SACRAMENTO, Calif. — The Biden administration paved the way Friday for California’s plan to phase out a wide range of diesel-powered trucks, part of the state’s effort to dramatically reduce global warming emissions and improve air quality in high traffic areas like ports along the coast.
The U.S. Environmental Protection Agency’s decision allows California — which has some of the worst air pollution in the country — to require truck makers to sell increasing numbers of zero-emission trucks over the next few years. next two decades. The rule applies to a wide range of trucks, including vans, tractor-trailers and even large passenger pickups.
“Under the Clean Air Act, California has long had the power to address pollution from cars and trucks. Today’s announcement allows the state to take additional steps to reduce its transportation emissions through these new regulatory measures,” EPA Administrator Michael Regan said in a statement.
Governor Gavin Newsom applauded the state’s role as a leader in setting ambitious vehicle emissions standards.
“We are leading the charge to get dirty trucks and buses – the dirtiest vehicles – off our streets, and other states and countries are lining up to follow our lead,” the Democrat said in a statement.
The EPA generally sets standards for exhaust emissions from passenger cars, trucks and other vehicles, but California has always won waivers to impose its own stricter standards. Other states may then follow suit, and eight more states plan to adopt California’s truck standards, Newsom’s office said. In a letter last year, attorneys general from 15 states, Washington, DC and New York urged the EPA to approve California’s truck standards.
The transportation sector accounts for nearly 40% of California’s greenhouse gas emissions. Newsom has already moved to ban the sale of new 100% gasoline-powered cars by 2035. The EPA has not acted on those rules.
The new truck standards are aimed at companies that manufacture trucks and those that own large quantities of them. Companies with 50 or more trucks will have to provide information to the state on how they use those trucks to ship goods and provide shuttle services. Manufacturers will have to sell a higher percentage of zero-emission vehicles from 2024. Depending on the category of truck, zero-emission vehicles will have to represent 40% to 75% of sales by 2035.
California has a long history of adopting stricter exhaust emission standards, even before the federal clean air law was enacted, said Paul Cort, an attorney for the nonprofit organization. nonprofit Earthjustice.
“We have a vehicle problem,” Cort said. “We are dependent on our cars and trucks, and that’s a big cause of the air pollution we’re fighting.”
But Wayne Winegarden, principal investigator at the Pacific Research Institute, said it was too early to adopt California standards.
“The charging infrastructure is definitely not there,” he said of the electric vehicle charging stations. “And on top of the charging infrastructure, we have the network issues.”
While California was hit this winter by atmospheric rivers that permeated much of the state, it suffered years of drought conditions, and in September a brutal heat wave that put its strained electrical network.
The announcement came as advocates push for more ambitious exhaust emissions standards in other states and nationally.
“We’re not just fighting for California, we’re fighting for all communities,” said Jan Victor Andasan, an activist with East Yard Communities for Environmental Justice. The group is advocating for better air quality in and around Los Angeles, the nation’s second most populous city, known for its heavy traffic and heavy smog.
Andasan and other environmental activists from around the country who are part of the Moving Forward Network, a 50-member group based at Occidental College in Los Angeles, recently met with EPA officials to discuss nationwide regulations aimed at limit emissions from trucks and other vehicles.
But some trucking industry players are concerned about the cost and burden of the transition for truckers and businesses.
“State and federal regulators collaborating on this unrealistic patchwork of regulations have no idea of the true costs of designing, building, manufacturing and operating the trucks that deliver their groceries, clothing and merchandise” , said Chris Spear, president of the American Trucking Association. , in a report.
“They will certainly feel the pain when these fanciful projections lead to catastrophic disruptions far beyond California’s borders,” he added.
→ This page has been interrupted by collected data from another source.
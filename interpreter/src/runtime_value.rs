use std::fmt;

/// The value bound to a variable.
#[derive(Debug, Clone, PartialEq, Eq)]
pub enum Value {
    Text(String),
    /// Ordered elements, in declaration order.
    List(Vec<String>),
}

impl Value {
    pub fn type_name(&self) -> &'static str {
        match self {
            Value::Text(_) => "Text",
            Value::List(_) => "List",
        }
    }
}

impl fmt::Display for Value {
    fn fmt(&self, f: &mut fmt::Formatter<'_>) -> fmt::Result {
        match self {
            Value::Text(s) => write!(f, "{}", s),
            Value::List(elements) => write!(f, "{}", elements.join(", ")),
        }
    }
}
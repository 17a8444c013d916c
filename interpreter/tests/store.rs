use endo::instruction::{ArrayIndex, Instruction};
use interpreter::evaluator::evaluate;
use interpreter::{RuntimeError, Value, VariableStore};

fn declare(store: &mut VariableStore, name: &str, elements: &[&str]) {
    let instruction = Instruction::DeclareArray {
        name: name.into(),
        elements: elements.iter().map(|e| e.to_string()).collect(),
        span: 0..0,
    };
    assert_eq!(evaluate(&instruction, store).unwrap(), None);
}

#[test]
fn store_starts_empty_and_replaces_values() {
    let mut store = VariableStore::new();
    assert!(store.is_empty());
    store.set("v", Value::Text("a".into()));
    store.set("v", Value::List(vec!["x".into()]));
    assert_eq!(store.len(), 1);
    assert_eq!(store.get("v"), Some(&Value::List(vec!["x".into()])));
    assert_eq!(store.get("w"), None);
}

#[test]
fn store_names_are_sorted() {
    let mut store = VariableStore::new();
    for name in ["zeta", "alpha", "mid"] {
        store.set(name, Value::Text(String::new()));
    }
    assert_eq!(store.names(), vec!["alpha", "mid", "zeta"]);
}

#[test]
fn value_display() {
    assert_eq!(Value::Text("hi".into()).to_string(), "hi");
    let list = Value::List(vec!["1".into(), "2".into(), "3".into()]);
    assert_eq!(list.to_string(), "1, 2, 3");
    assert_eq!(list.type_name(), "List");
    assert_eq!(Value::Text("x".into()).type_name(), "Text");
}

#[test]
fn assign_is_silent() {
    let mut store = VariableStore::new();
    let instruction = Instruction::Assign {
        name: "a".into(),
        value: "hi".into(),
        span: 0..0,
    };
    assert_eq!(evaluate(&instruction, &mut store).unwrap(), None);
    assert_eq!(store.get("a"), Some(&Value::Text("hi".into())));
}

#[test]
fn declare_trims_elements() {
    let mut store = VariableStore::new();
    declare(&mut store, "xs", &["  a ", "b\t"]);
    assert_eq!(
        store.get("xs"),
        Some(&Value::List(vec!["a".into(), "b".into()]))
    );
}

#[test]
fn print_variable_outcomes() {
    let mut store = VariableStore::new();
    let print_xs = Instruction::PrintVariable {
        name: "xs".into(),
        span: 0..0,
    };
    let err = evaluate(&print_xs, &mut store).unwrap_err();
    assert_eq!(err.to_string(), "Error: Variable 'xs' is not defined.");
    assert!(err.is_recoverable());

    declare(&mut store, "xs", &["a", "b"]);
    assert_eq!(
        evaluate(&print_xs, &mut store).unwrap(),
        Some("a, b".to_string())
    );
}

#[test]
fn access_array_outcomes() {
    let mut store = VariableStore::new();
    declare(&mut store, "xs", &["a", "b"]);
    store.set("s", Value::Text("text".into()));

    let access = |array: &str, index: &str| Instruction::AccessArray {
        target: "t".into(),
        array: array.into(),
        index: ArrayIndex::new(index),
        span: 0..0,
    };

    assert_eq!(evaluate(&access("xs", "1"), &mut store).unwrap(), None);
    assert_eq!(store.get("t"), Some(&Value::Text("b".into())));

    let err = evaluate(&access("xs", "2"), &mut store).unwrap_err();
    assert!(matches!(err, RuntimeError::IndexOutOfBounds(ref i) if i == "2"));

    let err = evaluate(&access("s", "0"), &mut store).unwrap_err();
    assert_eq!(err.to_string(), "Variable 's' is not an array");
}

#[test]
fn standalone_access_prints_without_binding() {
    let mut store = VariableStore::new();
    declare(&mut store, "xs", &["only"]);
    let instruction = Instruction::StandaloneArrayAccess {
        array: "xs".into(),
        index: ArrayIndex::new("0"),
        span: 0..0,
    };
    assert_eq!(
        evaluate(&instruction, &mut store).unwrap(),
        Some("only".to_string())
    );
    assert_eq!(store.len(), 1);
}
Federal pollution standards for heavy trucks are also getting stricter. The EPA has released rules that will reduce nitrogen oxide pollution, which contributes to smog, by more than 80% by 2027. The agency will propose limits on greenhouse gas emissions this year.
The agency expects new standards and government investment will lead to zero-emission hydrogen fuel cell and electric trucks carrying most of the country’s cargo.
California activists Andasan and Brenda Huerta Soto, an organizer with the People’s Collective for Environmental Justice, are troubled by the impact of pollution from trucks and other vehicles on communities with large populations of residents of color who live near busy ports from Los Angeles, Oakland and other cities as well as warehouse-dense inland areas.
Huerta Soto works in the Inland Empire of Southern California, where a high concentration of trucks transit to transport goods. In addition to truck pollution, the many cars, trucks and trains that pass through the area burden residents with noise, smells and pollutants emitted by these vehicles, she said.
“We have the technology and we have the money” to move to zero-emission vehicles, she said.